DATA Start Marker

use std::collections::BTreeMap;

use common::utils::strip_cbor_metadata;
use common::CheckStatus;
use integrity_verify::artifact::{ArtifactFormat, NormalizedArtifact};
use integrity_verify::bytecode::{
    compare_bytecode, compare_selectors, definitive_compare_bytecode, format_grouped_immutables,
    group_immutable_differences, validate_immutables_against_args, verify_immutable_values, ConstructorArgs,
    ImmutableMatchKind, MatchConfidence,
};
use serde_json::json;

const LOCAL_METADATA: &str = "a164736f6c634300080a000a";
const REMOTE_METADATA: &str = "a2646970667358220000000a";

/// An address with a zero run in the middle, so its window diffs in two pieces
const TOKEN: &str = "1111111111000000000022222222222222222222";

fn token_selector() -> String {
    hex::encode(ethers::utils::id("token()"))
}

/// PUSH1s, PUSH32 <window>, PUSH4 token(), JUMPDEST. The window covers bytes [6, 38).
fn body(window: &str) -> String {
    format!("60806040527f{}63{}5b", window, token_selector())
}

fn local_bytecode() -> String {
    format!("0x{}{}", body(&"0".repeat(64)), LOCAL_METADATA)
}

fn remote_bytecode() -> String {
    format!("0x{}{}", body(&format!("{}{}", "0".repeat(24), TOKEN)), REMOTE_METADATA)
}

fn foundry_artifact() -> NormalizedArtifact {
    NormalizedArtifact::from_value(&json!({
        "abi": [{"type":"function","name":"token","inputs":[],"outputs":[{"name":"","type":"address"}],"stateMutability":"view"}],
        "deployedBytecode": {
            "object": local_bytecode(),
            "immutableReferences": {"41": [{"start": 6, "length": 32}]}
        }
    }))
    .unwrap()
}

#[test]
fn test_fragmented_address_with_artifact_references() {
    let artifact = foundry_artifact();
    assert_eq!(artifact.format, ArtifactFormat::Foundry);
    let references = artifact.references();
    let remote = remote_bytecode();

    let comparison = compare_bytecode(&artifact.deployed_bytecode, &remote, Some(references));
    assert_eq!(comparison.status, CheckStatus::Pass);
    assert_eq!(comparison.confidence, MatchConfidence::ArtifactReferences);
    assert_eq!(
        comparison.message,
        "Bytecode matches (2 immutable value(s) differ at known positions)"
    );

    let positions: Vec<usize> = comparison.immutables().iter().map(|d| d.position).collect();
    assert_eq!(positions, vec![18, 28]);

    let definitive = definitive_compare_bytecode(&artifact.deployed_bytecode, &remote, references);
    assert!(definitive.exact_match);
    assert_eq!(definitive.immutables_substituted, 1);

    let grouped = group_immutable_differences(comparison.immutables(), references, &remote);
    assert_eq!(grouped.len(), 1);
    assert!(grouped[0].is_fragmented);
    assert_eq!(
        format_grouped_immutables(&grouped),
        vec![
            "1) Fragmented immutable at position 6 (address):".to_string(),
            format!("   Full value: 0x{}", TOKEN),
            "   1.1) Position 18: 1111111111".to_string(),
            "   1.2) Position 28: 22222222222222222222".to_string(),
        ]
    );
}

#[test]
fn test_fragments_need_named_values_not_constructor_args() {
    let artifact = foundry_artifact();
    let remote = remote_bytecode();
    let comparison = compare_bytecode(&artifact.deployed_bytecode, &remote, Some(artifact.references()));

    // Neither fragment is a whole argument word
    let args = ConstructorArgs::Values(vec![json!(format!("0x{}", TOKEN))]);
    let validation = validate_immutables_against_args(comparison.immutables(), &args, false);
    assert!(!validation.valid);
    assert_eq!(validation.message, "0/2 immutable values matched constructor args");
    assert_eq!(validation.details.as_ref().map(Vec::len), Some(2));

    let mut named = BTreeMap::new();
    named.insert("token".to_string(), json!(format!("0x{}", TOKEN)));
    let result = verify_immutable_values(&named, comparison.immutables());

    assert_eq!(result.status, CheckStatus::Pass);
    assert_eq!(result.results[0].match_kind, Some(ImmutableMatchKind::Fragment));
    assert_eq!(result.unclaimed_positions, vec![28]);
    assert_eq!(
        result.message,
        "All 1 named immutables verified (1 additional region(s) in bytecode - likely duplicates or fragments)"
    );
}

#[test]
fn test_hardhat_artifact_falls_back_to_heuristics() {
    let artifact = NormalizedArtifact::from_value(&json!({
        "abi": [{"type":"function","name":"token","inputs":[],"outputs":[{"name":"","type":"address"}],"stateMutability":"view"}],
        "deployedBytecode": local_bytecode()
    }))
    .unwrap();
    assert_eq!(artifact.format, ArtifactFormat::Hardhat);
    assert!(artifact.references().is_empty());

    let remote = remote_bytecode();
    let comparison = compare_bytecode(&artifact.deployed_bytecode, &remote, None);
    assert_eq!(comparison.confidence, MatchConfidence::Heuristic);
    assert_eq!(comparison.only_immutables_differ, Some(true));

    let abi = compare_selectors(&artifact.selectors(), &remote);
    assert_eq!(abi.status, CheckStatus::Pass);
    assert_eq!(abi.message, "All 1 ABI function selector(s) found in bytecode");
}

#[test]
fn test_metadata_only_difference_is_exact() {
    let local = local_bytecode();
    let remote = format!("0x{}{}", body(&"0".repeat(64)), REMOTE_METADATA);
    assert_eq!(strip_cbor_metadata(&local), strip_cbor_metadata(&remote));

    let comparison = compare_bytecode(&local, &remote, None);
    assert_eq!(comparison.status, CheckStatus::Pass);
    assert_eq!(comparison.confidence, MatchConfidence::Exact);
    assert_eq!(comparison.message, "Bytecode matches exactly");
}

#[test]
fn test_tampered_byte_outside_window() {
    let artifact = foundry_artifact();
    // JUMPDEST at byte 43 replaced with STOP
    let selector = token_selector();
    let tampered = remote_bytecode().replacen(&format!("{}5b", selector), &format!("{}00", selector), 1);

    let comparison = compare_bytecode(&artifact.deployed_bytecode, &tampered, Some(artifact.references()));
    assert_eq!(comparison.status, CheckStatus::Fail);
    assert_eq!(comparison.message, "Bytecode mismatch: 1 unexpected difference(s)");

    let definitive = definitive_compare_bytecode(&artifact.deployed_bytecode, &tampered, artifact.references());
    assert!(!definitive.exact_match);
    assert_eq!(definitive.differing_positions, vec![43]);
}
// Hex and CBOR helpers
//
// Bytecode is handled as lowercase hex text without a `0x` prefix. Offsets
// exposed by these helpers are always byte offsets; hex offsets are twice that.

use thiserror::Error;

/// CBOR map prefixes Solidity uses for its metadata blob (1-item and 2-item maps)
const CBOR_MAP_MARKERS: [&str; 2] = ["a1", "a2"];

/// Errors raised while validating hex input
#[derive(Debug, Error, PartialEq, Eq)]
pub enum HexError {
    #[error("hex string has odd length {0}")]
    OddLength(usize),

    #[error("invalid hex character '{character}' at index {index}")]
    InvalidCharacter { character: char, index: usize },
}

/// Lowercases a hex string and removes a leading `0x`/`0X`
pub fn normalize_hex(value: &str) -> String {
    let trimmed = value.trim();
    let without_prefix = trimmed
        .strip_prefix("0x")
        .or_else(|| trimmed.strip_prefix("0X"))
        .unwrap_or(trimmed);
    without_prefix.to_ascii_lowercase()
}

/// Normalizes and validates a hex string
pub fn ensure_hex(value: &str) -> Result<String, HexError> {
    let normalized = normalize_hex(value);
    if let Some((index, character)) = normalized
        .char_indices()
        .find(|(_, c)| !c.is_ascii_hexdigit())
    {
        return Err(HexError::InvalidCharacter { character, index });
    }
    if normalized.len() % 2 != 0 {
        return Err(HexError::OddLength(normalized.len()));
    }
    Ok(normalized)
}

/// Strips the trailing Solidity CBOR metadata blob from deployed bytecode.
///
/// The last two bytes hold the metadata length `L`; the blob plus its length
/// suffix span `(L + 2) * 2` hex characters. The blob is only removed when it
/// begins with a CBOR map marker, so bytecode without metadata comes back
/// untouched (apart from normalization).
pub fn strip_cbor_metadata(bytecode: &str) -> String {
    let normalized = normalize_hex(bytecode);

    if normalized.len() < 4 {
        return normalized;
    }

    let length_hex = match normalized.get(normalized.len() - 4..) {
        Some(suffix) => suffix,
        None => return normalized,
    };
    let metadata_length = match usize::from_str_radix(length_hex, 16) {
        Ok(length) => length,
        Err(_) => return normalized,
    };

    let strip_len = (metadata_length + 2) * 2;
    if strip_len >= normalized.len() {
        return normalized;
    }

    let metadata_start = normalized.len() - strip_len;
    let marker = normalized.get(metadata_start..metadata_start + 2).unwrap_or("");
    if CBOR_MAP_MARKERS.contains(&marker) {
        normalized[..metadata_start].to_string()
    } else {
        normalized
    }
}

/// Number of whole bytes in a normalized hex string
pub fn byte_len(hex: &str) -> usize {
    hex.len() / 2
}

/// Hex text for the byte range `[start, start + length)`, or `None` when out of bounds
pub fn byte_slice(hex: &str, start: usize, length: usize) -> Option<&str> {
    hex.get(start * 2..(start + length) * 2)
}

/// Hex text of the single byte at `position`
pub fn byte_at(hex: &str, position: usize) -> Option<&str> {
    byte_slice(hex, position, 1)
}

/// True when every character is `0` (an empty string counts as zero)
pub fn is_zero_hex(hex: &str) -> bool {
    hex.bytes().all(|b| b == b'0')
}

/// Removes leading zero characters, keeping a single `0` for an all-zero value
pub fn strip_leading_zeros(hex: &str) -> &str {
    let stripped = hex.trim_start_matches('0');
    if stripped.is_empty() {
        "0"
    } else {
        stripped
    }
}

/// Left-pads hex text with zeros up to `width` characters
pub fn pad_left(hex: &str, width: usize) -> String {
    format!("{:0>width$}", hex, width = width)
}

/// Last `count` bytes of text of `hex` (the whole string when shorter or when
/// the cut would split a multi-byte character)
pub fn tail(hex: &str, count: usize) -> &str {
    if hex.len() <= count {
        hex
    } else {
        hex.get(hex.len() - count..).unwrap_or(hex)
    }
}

DATA End Marker
DATA Start Marker

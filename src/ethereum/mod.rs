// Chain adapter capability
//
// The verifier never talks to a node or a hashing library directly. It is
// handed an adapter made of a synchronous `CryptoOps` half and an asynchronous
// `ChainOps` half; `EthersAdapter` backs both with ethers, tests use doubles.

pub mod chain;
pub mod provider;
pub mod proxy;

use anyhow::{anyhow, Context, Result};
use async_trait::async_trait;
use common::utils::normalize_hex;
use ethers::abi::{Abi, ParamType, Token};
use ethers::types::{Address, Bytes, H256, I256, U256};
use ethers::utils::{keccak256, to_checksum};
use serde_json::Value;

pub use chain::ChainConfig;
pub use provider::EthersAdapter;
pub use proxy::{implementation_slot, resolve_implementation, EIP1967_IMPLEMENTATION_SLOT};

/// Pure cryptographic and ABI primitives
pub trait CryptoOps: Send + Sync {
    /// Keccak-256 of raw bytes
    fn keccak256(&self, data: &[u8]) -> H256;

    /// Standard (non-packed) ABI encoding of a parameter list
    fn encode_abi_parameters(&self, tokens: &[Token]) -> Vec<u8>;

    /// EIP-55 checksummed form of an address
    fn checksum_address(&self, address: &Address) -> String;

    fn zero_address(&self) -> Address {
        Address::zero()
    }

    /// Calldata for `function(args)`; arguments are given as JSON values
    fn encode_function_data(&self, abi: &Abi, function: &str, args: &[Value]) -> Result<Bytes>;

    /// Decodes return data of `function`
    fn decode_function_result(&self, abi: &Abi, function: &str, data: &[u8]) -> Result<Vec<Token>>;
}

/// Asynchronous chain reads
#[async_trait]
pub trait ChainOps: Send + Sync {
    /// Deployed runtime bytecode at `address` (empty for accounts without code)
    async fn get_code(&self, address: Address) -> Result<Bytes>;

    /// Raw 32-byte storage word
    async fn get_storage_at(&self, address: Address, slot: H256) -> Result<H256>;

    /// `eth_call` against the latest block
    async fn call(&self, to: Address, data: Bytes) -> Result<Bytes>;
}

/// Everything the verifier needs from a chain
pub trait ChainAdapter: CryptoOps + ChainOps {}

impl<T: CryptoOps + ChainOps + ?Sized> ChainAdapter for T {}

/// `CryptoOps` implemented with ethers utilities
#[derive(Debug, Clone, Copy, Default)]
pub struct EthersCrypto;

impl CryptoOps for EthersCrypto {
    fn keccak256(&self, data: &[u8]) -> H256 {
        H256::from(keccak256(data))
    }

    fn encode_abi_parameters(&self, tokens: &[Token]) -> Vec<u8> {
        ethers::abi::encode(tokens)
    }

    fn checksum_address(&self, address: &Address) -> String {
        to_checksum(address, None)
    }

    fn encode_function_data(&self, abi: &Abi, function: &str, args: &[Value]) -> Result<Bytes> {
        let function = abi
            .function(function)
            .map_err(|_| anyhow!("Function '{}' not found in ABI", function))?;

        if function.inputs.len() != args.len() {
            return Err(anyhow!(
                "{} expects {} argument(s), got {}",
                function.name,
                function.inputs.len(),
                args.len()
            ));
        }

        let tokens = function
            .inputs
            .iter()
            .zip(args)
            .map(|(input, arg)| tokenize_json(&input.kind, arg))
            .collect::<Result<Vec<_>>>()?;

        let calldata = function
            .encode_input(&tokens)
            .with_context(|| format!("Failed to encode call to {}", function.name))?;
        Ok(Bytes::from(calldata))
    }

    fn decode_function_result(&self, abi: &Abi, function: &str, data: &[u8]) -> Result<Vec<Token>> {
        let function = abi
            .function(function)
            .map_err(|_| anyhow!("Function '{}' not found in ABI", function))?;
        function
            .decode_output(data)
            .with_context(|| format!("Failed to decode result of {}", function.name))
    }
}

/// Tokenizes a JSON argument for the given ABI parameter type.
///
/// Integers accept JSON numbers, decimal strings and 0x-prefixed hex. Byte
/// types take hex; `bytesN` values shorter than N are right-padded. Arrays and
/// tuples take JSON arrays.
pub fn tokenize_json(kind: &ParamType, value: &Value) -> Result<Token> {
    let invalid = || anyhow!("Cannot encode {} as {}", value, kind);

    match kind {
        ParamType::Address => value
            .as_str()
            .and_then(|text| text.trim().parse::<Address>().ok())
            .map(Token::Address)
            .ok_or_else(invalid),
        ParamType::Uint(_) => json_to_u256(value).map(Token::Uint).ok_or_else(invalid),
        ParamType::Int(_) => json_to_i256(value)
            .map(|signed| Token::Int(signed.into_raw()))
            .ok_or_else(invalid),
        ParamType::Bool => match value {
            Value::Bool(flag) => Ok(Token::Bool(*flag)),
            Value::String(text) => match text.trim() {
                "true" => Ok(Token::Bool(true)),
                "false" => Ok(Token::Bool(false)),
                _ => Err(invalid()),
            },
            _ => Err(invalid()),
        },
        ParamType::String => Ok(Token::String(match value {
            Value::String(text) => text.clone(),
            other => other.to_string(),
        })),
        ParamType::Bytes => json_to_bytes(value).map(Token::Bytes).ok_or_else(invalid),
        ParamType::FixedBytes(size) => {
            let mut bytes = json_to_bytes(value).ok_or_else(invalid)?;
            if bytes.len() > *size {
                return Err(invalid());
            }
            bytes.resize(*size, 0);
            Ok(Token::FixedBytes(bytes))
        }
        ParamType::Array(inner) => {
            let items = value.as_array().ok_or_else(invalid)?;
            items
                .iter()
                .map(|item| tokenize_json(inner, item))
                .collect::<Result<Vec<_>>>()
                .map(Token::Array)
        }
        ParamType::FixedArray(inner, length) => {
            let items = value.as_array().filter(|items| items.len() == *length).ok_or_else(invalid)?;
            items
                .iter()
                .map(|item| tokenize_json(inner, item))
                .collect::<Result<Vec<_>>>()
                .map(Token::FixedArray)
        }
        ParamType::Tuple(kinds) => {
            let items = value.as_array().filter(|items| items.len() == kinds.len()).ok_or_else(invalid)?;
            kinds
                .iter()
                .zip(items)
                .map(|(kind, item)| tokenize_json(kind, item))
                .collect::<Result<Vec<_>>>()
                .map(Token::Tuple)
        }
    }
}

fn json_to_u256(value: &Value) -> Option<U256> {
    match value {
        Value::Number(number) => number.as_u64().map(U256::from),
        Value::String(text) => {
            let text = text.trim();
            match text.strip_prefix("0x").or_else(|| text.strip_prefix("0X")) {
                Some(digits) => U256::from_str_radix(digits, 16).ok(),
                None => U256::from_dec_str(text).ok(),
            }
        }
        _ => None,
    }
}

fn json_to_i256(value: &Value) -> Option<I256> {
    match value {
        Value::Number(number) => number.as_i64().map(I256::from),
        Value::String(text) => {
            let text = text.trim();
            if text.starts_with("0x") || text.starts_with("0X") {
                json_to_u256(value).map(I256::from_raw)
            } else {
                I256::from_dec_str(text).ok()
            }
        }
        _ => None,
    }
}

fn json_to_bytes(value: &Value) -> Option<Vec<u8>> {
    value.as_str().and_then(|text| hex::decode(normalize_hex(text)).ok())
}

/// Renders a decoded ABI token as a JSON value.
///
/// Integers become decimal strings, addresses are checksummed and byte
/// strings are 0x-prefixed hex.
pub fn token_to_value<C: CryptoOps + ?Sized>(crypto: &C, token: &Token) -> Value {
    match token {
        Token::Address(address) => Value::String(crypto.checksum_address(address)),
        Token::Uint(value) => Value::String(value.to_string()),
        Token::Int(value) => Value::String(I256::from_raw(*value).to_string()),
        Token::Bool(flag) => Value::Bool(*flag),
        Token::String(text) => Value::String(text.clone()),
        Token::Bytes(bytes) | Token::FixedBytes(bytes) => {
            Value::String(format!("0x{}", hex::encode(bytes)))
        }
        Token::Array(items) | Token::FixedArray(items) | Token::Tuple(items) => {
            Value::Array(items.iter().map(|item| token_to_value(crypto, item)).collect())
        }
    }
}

DATA End Marker

--- YOUR INSTRUCTIONS ---
Return a copy of each line in the entries that contains "Integers".

--- SOLUTION TO THE PROBLEM ---
/// Integers accept JSON numbers, decimal strings and 0x-prefixed hex. Byte
/// Integers become decimal strings, addresses are checksummed and byte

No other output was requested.